Sans Faceted Ihpo 1 is a very light, wide, low contrast, upright, normal x-height font.
Keywords: display, headlines, logotypes, posters, packaging, futuristic, technical, sci-fi, austere, precision, futurism, geometric system, tech tone, angular style, faceted, octagonal, monoline, angular, geometric.
A faceted, monoline sans built from straight segments and clipped corners, replacing curves with short planar facets. Strokes are consistently thin, with a crisp, wireframe feel and generous internal whitespace. Proportions skew wide, with open apertures and simplified construction—often using single-stroke diagonals and flat terminals—creating a light, skeletal rhythm. The lowercase follows the same geometric logic (single-storey forms and angular bowls), while numerals and round letters read as octagonal silhouettes rather than true circles.

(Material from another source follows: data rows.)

use std::time::Duration;

use serde::Deserialize;

use crate::helpers::time::get_stale_margin;
use crate::session::CoordinatorOptions;

pub const STALE_MARGIN_SECONDS_DEFAULT: u64 = 30;

/// ================================
/// Global service-wide settings
/// ================================
#[derive(Debug, Deserialize, Clone)]
pub struct SettingsConfig {
    /// refresh this many seconds before the credential expires
    pub stale_margin_seconds: Option<u64>,
    /// fail a pending refresh locally after this long; unset waits forever
    pub provider_timeout_ms: Option<u64>,
    #[serde(default)]
    pub metrics: MetricsConfig,
    #[serde(default)]
    pub server: ServerConfig,
    pub logging: Option<LoggingConfig>,
}

impl SettingsConfig {
    pub fn coordinator_options(&self) -> CoordinatorOptions {
        CoordinatorOptions {
            stale_margin: get_stale_margin(self.stale_margin_seconds),
            provider_timeout: self.provider_timeout_ms.map(Duration::from_millis),
        }
    }
}

#[derive(Debug, Deserialize, Clone)]
pub struct RetryConfig {
    pub attempts: Option<u32>,
    /// will be mutiply by 2 on every attempt until max_delay_ms
    pub base_delay_ms: Option<u64>,
    /// invariant: >= base_delay_ms
    pub max_delay_ms: Option<u64>,
}

#[derive(Debug, Deserialize, Clone)]
pub struct MetricsConfig {
    #[serde(default = "default_metrics_path")]
    pub path: String,
    #[serde(default)]
    pub is_enabled: bool,
}

impl Default for MetricsConfig {
    fn default() -> Self {
        Self {
            path: default_metrics_path(),
            is_enabled: false,
        }
    }
}

#[derive(Debug, Deserialize, Clone)]
pub struct ServerConfig {
    #[serde(default = "default_server_host")]
    pub host: String,
    #[serde(default = "default_server_port")]
    pub port: String,
}

impl Default for ServerConfig {
    fn default() -> Self {
        Self {
            host: default_server_host(),
            port: default_server_port(),
        }
    }
}

/// ================================
/// Logging
/// ================================
#[derive(Debug, Deserialize, Clone)]
pub struct LoggingConfig {
    pub level: String, // allowed: trace, debug, info, warn, error
    pub format: LogFormat,
}

impl LoggingConfig {
    pub fn new(level: String, format: LogFormat) -> Self {
        Self { level, format }
    }
}

impl Default for LoggingConfig {
    fn default() -> Self {
        Self::new("info".to_owned(), LogFormat::Compact)
    }
}

#[derive(Clone, Debug, Deserialize, PartialEq, Eq)]
#[serde(rename_all = "lowercase")]
pub enum LogFormat {
    Json,
    Compact,
}

fn default_metrics_path() -> String {
    "/metrics".to_string()
}

fn default_server_host() -> String {
    "127.0.0.1".to_string()
}

fn default_server_port() -> String {
    "8080".to_string()
}
use std::path::Path;
use anyhow::{anyhow, Result};

use crate::config::loader::file_to_config;
use crate::config::provider::ServiceConfig;

pub async fn run(config_path: &str) -> Result<ServiceConfig> {
    let path = Path::new(config_path);
    file_to_config(path).await.map_err(|e| anyhow!("Invalid config format: {}", e))
}
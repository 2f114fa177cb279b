use std::time::Duration;

use chrono::{DateTime, Utc};
use tokio::time::Instant;

use crate::config::settings::STALE_MARGIN_SECONDS_DEFAULT;

pub fn get_stale_margin(stale_margin_seconds_settings: Option<u64>) -> Duration {
    Duration::from_secs(stale_margin_seconds_settings.unwrap_or(STALE_MARGIN_SECONDS_DEFAULT))
}

/// Monotonic clock used for every staleness and timeout decision.
///
/// Backed by `tokio::time::Instant` so a paused test runtime drives it.
pub fn get_instant() -> Instant {
    Instant::now()
}

/// Seconds since epoch to a wall-clock instant, with millisecond precision.
pub fn seconds_to_datetime(seconds: i64) -> Option<DateTime<Utc>> {
    seconds
        .checked_mul(1000)
        .and_then(DateTime::from_timestamp_millis)
}
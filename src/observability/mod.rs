pub mod metrics;
pub mod routes;
pub mod configuration;
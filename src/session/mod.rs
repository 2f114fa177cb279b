pub mod coordinator;
pub mod correlation;

pub use coordinator::{AuthTokenListener, CoordinatorOptions, SessionCoordinator, SessionState};
pub use correlation::CorrelationId;
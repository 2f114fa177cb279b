// tests/common/mod.rs
pub use axum::Router;
pub use tokio::task::JoinHandle;

use std::net::SocketAddr;
use std::sync::{Arc, Mutex};
use std::time::Duration;

use reqwest::Client;

use crate::parser::token_codec::{encode_unsigned, ClaimSet};
use crate::session::{AuthTokenListener, CorrelationId, SessionCoordinator};
use crate::sources::AuthTokenProvider;

pub static REST_URI: &str = "https://api.sandbox.example/rest/v3/";
pub static GRAPHQL_URI: &str = "https://api.sandbox.example/graphql";

/// Spawn an Axum router on an ephemeral port and return (JoinHandle, SocketAddr)
pub async fn spawn_axum(router: Router) -> (JoinHandle<()>, SocketAddr) {
    let listener = tokio::net::TcpListener::bind("127.0.0.1:0").await.expect("bind failed");
    let addr = listener.local_addr().unwrap();
    let handle = tokio::spawn(async move {
        axum::serve(listener, router).await.expect("server failed");
    });
    (handle, addr)
}

pub fn build_reqwest_client() -> Client {
    Client::builder()
        .timeout(Duration::from_secs(5))
        .build()
        .expect("reqwest client")
}

pub fn claims(issued_at: i64, expires_at: i64) -> ClaimSet {
    ClaimSet {
        issued_at,
        expires_at,
        subject: "usr-3c1b2a9e".into(),
        issuer: Some("prg-7d4e8f10".into()),
        rest_uri: REST_URI.into(),
        graphql_uri: GRAPHQL_URI.into(),
        insights_uri: None,
        environment: Some("SANDBOX".into()),
    }
}

/// Unsigned credential valid for `lifetime_seconds`.
pub fn token(lifetime_seconds: i64) -> String {
    encode_unsigned(&claims(1_700_000_000, 1_700_000_000 + lifetime_seconds)).unwrap()
}

/// Provider that records every request and answers only when told to.
#[derive(Default)]
pub struct RecordingProvider {
    requests: Mutex<Vec<(CorrelationId, AuthTokenListener)>>,
}

impl RecordingProvider {
    pub fn new() -> Arc<Self> {
        Arc::new(Self::default())
    }

    pub fn calls(&self) -> usize {
        self.requests.lock().unwrap().len()
    }

    pub fn request(&self, index: usize) -> (CorrelationId, AuthTokenListener) {
        self.requests.lock().unwrap()[index].clone()
    }

    pub fn succeed(&self, index: usize, raw_token: &str) {
        let (id, listener) = self.request(index);
        listener.on_success(id, raw_token);
    }

    pub fn fail(&self, index: usize, reason: &str) {
        let (id, listener) = self.request(index);
        listener.on_failure(id, reason);
    }
}

impl AuthTokenProvider for RecordingProvider {
    fn request_token(&self, correlation_id: CorrelationId, listener: AuthTokenListener) {
        self.requests.lock().unwrap().push((correlation_id, listener));
    }
}

/// Yield until `expected` callers are queued on the coordinator.
pub async fn wait_for_waiters(coordinator: &SessionCoordinator, expected: usize) {
    while coordinator.waiting_callers() != expected {
        tokio::task::yield_now().await;
    }
}
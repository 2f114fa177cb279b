pub mod loader;
pub mod provider;
pub mod settings;
pub mod validator;
use std::time::Duration;
use thiserror::Error;

/// Errors surfaced to callers waiting on a session [`Configuration`](crate::cache::configuration::Configuration).
///
/// Every variant is terminal for the pending call(s) it reaches; none of them
/// leaves the coordinator in a failed state.
#[derive(Debug, Clone, PartialEq, Eq, Error)]
pub enum SessionError {
    /// The credential could not be decoded or its claims are structurally invalid.
    #[error("malformed authentication token: {0}")]
    MalformedToken(String),

    /// The host provider reported a failure; the host's reason is kept verbatim.
    #[error("authentication token provider failed: {0}")]
    AuthenticationTokenProvider(String),

    /// The host provider did not answer within the configured window.
    #[error("authentication token provider did not respond within {0:?}")]
    TokenProviderTimeout(Duration),
}

impl SessionError {
    pub fn malformed(reason: impl Into<String>) -> Self {
        SessionError::MalformedToken(reason.into())
    }

    /// A fresh `get_configuration` call may succeed where this one failed.
    pub fn is_retryable(&self) -> bool {
        matches!(
            self,
            SessionError::AuthenticationTokenProvider(_) | SessionError::TokenProviderTimeout(_)
        )
    }

    /// Short label used for metrics and structured logs.
    pub fn reason(&self) -> &'static str {
        match self {
            SessionError::MalformedToken(_) => "malformed_token",
            SessionError::AuthenticationTokenProvider(_) => "provider_error",
            SessionError::TokenProviderTimeout(_) => "timeout",
        }
    }
}

pub type SessionResult<T> = std::result::Result<T, SessionError>;
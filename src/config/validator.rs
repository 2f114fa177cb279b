//! Configuration validation with aggregated errors.
//! - settings: stale margin, provider timeout, server, metrics and logging invariants
//! - provider: request url/method and retry invariants

use http::Method;

use crate::config::provider::{ProviderConfig, ServiceConfig};
use crate::config::settings::{RetryConfig, SettingsConfig};

static MAX_STALE_MARGIN_SECONDS: u64 = 60 * 60;
static LOG_LEVELS: [&str; 5] = ["trace", "debug", "info", "warn", "error"];

/// Public entrypoint: returns Ok(()) or Err(Vec<String>) containing all issues.
pub fn validate_service_config(cfg: &ServiceConfig) -> Result<(), Vec<String>> {
    let mut errors: Vec<String> = Vec::new();

    validate_settings(&cfg.settings, &mut errors);
    validate_provider(&cfg.provider, &mut errors);

    if errors.is_empty() {
        Ok(())
    } else {
        Err(errors)
    }
}

fn validate_settings(settings: &SettingsConfig, errors: &mut Vec<String>) {
    if let Some(margin) = settings.stale_margin_seconds {
        if margin > MAX_STALE_MARGIN_SECONDS {
            errors.push(format!(
                "settings.stale_margin_seconds ({}) is unreasonably large; max {}",
                margin, MAX_STALE_MARGIN_SECONDS
            ));
        }
    }

    if settings.provider_timeout_ms == Some(0) {
        errors.push("settings.provider_timeout_ms must be > 0; omit it to wait indefinitely".to_string());
    }

    if settings.server.host.trim().is_empty() {
        errors.push("settings.server.host must not be empty".to_string());
    }
    if settings.server.port.parse::<u16>().is_err() {
        errors.push(format!(
            "settings.server.port '{}' must be an integer in range 0-65535",
            settings.server.port
        ));
    }

    // metrics endpoint start with '/'
    if !settings.metrics.path.starts_with('/') {
        errors.push(format!(
            "settings.metrics.path '{}' must start with '/'",
            settings.metrics.path
        ));
    }

    if let Some(logging) = &settings.logging {
        if !LOG_LEVELS.contains(&logging.level.to_lowercase().as_str()) {
            errors.push(format!(
                "settings.logging.level '{}' invalid; allowed: {:?}",
                logging.level, LOG_LEVELS
            ));
        }
    }
}

fn validate_provider(provider: &ProviderConfig, errors: &mut Vec<String>) {
    let url = provider.request.url.trim();
    if url.is_empty() {
        errors.push("provider.request.url cannot be empty".to_string());
    } else if !(url.starts_with("http://") || url.starts_with("https://")) {
        errors.push(format!("provider.request.url '{}' must use http or https", url));
    }

    if provider.request.method != Method::GET && provider.request.method != Method::POST {
        errors.push(format!(
            "provider.request.method '{}' not supported; allowed: GET, POST",
            provider.request.method
        ));
    }
    if provider.request.method == Method::GET && provider.request.body.is_some() {
        errors.push("provider.request.body is not allowed for GET".to_string());
    }

    if let Some(pointer) = &provider.token_pointer {
        if pointer.trim().is_empty() {
            errors.push("provider.token_pointer must not be empty".to_string());
        }
    }

    if let Some(retry) = &provider.retry {
        validate_retry("provider.retry", retry, errors);
    }
}

fn validate_retry(path: &str, retry: &RetryConfig, errors: &mut Vec<String>) {
    if let Some(attempts) = retry.attempts {
        if attempts == 0 {
            errors.push(format!("{}.attempts must be > 0", path));
        }
    }
    if let (Some(base), Some(max)) = (retry.base_delay_ms, retry.max_delay_ms) {
        if max < base {
            errors.push(format!(
                "{}.max_delay_ms ({}) must be >= base_delay_ms ({})",
                path, max, base
            ));
        }
    }
}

Best suited to display typography where its faceted construction can be appreciated: sci-fi or tech-oriented headlines, posters, game/UI titling, and brand marks seeking a geometric, engineered voice. It can also work for packaging or labeling when a minimal, schematic look is desired, especially at medium-to-large sizes with ample tracking.
The overall tone is futuristic and technical, evoking schematic lettering, vector graphics, and minimalist industrial labeling. Its sharp geometry and restrained detailing feel precise and clinical rather than friendly, lending a sci-fi and engineered character to headlines and display settings.
The font appears designed to translate a geometric, faceted drawing system into a coherent text face—prioritizing a consistent planar motif over traditional curve modeling. Its intent is likely to signal modernity and precision through angular construction, light stroke weight, and a distinctive octagonal approach to rounded forms.
Because many counters and joins are resolved with very small facets and hairline strokes, the design reads cleanest when given space and size; at smaller settings, fine joins and clipped corners may visually soften. The distinctive octagonal rounds (e.g., in O/0 and bowl-based letters) become a defining motif across the character set and help maintain consistency in mixed-case text.